Today started a little later than the previous 4 days because we had a shorter distance to ride (only 57 miles; imagine a world where 57 miles, or 95 kms, is a short ride!!!). We rode the first 10 miles or so in a light drizzle, more like a cloud cover than anything else...I should have had windshield wipers on my glasses. As it was, I didn't take my jacket or extra gloves off all day and the temperature never got above 56 fahrenheit.
Oh, by the way, I ate breakfast this morning beside another rider named Phyllis. She is an experienced rider and is 55 years old. She burned 3200 calories yesterday according to her Garmin and I burned 1300. This is really starting to piss me off. There is clearly something wrong with my Garmin, so I went online and googled this issue. Apparently this is a software problem, so that's my story and I'm sticking with it. I am a human software problem.
About 5 miles from the SAG stop, Mark and I were climbing up a hill when he stopped. I continued to the top and he yelled something and I saw that he was off his bike. By the time I could get my phone out it was ringing and Mark told me he had a flat tire. The timing of this is kind of funny, as just this morning, Mark asked the tour leader when he was going to give us a "tire changing clinic" (like the one he did during Mark's ride 2 years ago). I guess asking for a tire clinic is like saying the number "7" at the craps table, you say it and then it comes true...bad luck.
It was a pretty uneventful day other than Mark's flat tire and we rode for a good portion along the Pacific coast (what we could see of it). Around the 33 mile mark we rode up and over Humbug Mountain. Bah Humbug I say! This mountain don't scare me none. I "crushed" the climb. OK, I didn't crush it, but I did make it safely over, even going through a construction zone. Here is a video of me riding on Mt Humbug:
As you can see, I'm not having a good time at all.
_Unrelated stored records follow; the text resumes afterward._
/**
 * Metadata components
 *
 * Input/output units of a conversion and the closed set of metadata kinds
 * the dispatcher understands.
 */
use once_cell::sync::Lazy;
use regex::Regex;
use serde::{Deserialize, Serialize};
use std::fmt;
use std::str::FromStr;

use crate::builder::AlignmentPair;
use crate::error::ConvertError;

/// The metadata kinds with a declaration emitter.
#[derive(Debug, Clone, Copy, PartialEq, Eq, Hash, Serialize, Deserialize)]
#[serde(rename_all = "camelCase")]
pub enum MetadataKind {
    ApexClass,
    ContentAsset,
    CustomField,
    CustomLabel,
    CustomLabels,
    CustomObject,
    CustomPermission,
    StaticResource,
}

/// Metadata file-name suffixes that identify a kind.
static META_SUFFIX: Lazy<Regex> = Lazy::new(|| {
    Regex::new(
        r"\.(cls|asset-meta\.xml|field-meta\.xml|labels-meta\.xml|label-meta\.xml|object-meta\.xml|customPermission-meta\.xml|resource-meta\.xml)$",
    )
    .unwrap()
});

impl MetadataKind {
    pub fn as_str(&self) -> &'static str {
        match self {
            MetadataKind::ApexClass => "apexClass",
            MetadataKind::ContentAsset => "contentAsset",
            MetadataKind::CustomField => "customField",
            MetadataKind::CustomLabel => "customLabel",
            MetadataKind::CustomLabels => "customLabels",
            MetadataKind::CustomObject => "customObject",
            MetadataKind::CustomPermission => "customPermission",
            MetadataKind::StaticResource => "staticResource",
        }
    }

    /// Infers the kind from a metadata file name.
    pub fn from_path(path: &str) -> Result<Self, ConvertError> {
        let captures = META_SUFFIX.captures(path).ok_or_else(|| {
            ConvertError::UnsupportedKind {
                kind: path.to_string(),
            }
        })?;
        let kind = match &captures[1] {
            "cls" => MetadataKind::ApexClass,
            "asset-meta.xml" => MetadataKind::ContentAsset,
            "field-meta.xml" => MetadataKind::CustomField,
            "labels-meta.xml" => MetadataKind::CustomLabels,
            "label-meta.xml" => MetadataKind::CustomLabel,
            "object-meta.xml" => MetadataKind::CustomObject,
            "customPermission-meta.xml" => MetadataKind::CustomPermission,
            "resource-meta.xml" => MetadataKind::StaticResource,
            other => {
                return Err(ConvertError::UnsupportedKind {
                    kind: other.to_string(),
                })
            }
        };
        Ok(kind)
    }
}

impl fmt::Display for MetadataKind {
    fn fmt(&self, f: &mut fmt::Formatter<'_>) -> fmt::Result {
        f.write_str(self.as_str())
    }
}

impl FromStr for MetadataKind {
    type Err = ConvertError;

    fn from_str(s: &str) -> Result<Self, Self::Err> {
        let kind = match s {
            "apexClass" => MetadataKind::ApexClass,
            "contentAsset" => MetadataKind::ContentAsset,
            "customField" => MetadataKind::CustomField,
            "customLabel" => MetadataKind::CustomLabel,
            "customLabels" => MetadataKind::CustomLabels,
            "customObject" => MetadataKind::CustomObject,
            "customPermission" => MetadataKind::CustomPermission,
            "staticResource" => MetadataKind::StaticResource,
            other => {
                return Err(ConvertError::UnsupportedKind {
                    kind: other.to_string(),
                })
            }
        };
        Ok(kind)
    }
}

/// An immutable input artifact. `content` is the verbatim original text,
/// apex source or XML depending on `kind`.
#[derive(Debug, Clone, Serialize, Deserialize)]
pub struct SourceUnit {
    pub path: String,
    pub kind: MetadataKind,
    pub content: String,
}

impl SourceUnit {
    pub fn new(path: impl Into<String>, kind: MetadataKind, content: impl Into<String>) -> Self {
        SourceUnit {
            path: path.into(),
            kind,
            content: content.into(),
        }
    }
}

/// The immutable output of one conversion.
#[derive(Debug, Clone, Serialize)]
pub struct CompiledUnit {
    pub path: String,
    pub kind: MetadataKind,
    #[serde(rename = "dts")]
    pub declaration_text: String,
    #[serde(rename = "mapData")]
    pub alignment: Vec<AlignmentPair>,
}

impl CompiledUnit {
    pub fn new(unit: &SourceUnit, declaration_text: String, alignment: Vec<AlignmentPair>) -> Self {
        CompiledUnit {
            path: unit.path.clone(),
            kind: unit.kind,
            declaration_text,
            alignment,
        }
    }

    /// The explicit empty result for inputs the emitter does not apply to.
    pub fn not_applicable(unit: &SourceUnit) -> Self {
        CompiledUnit {
            path: unit.path.clone(),
            kind: unit.kind,
            declaration_text: String::new(),
            alignment: Vec::new(),
        }
    }
}

/// Final path segment cut at its first `.`, the name most descriptor kinds
/// derive their module name from.
pub fn file_base_name(path: &str) -> Option<&str> {
    let segment = path.rsplit('/').next()?;
    match segment.split('.').next() {
        Some(base) if !base.is_empty() => Some(base),
        _ => None,
    }
}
We are staying in a pretty cool "old school" motel a short walk from the beach. It's the kind of place you've driven by a hundred times and more than likely said, not stayin' there, ever. But the room we're in is really cozy and is quite nice, plus it has a view of the sand dunes and the ocean. A couple of riders walked down to the water and went swimming. The water was no more than 55 degrees. Too cold for me, the only people I know brave enough to go in water that cold is Benji Lipson and the Vancer. We have an 81 year old man named Herb doing this ride and he went in the ocean. As he walked to the beach, one of the other riders said "break out the CPR paddles". If Herb weighs 140 pounds soaking wet it's a lot but he went in and said it was wonderful. Go figure, maybe that's what keeps him young, that or all the red wine we're told he has in his room. He keeps offering me some, but I'd have to bring my own paper cup.
|Mark Koltz took this picture of Herb frolicking in the surf. |
That's Leo standing by ready to offer CPR.
Anyway, the reason we saw Herb walking to the beach is that we were attending the flat tire clinic led by tour leader Mike. Holy cow, Mike is amazing at both changing a flat and showing us how it's done. Then after that, I had another "bail-out" gear added to my bike to make the climbing (which is f-ing tough for me) a bit easier. We'll test it on the road tomorrow.
Tomorrow we leave Oregon and cross over into California. I sure hope it warms up a bit soon. We ride 60 miles to get to Crescent City California and our day off on Saturday!!! Massages for Mark and I and a manicure for me. Yeah. My legs and bottom need a rest too. Any by the way, my ring finger on my left hand is still numb. Hello shopping in San Francisco!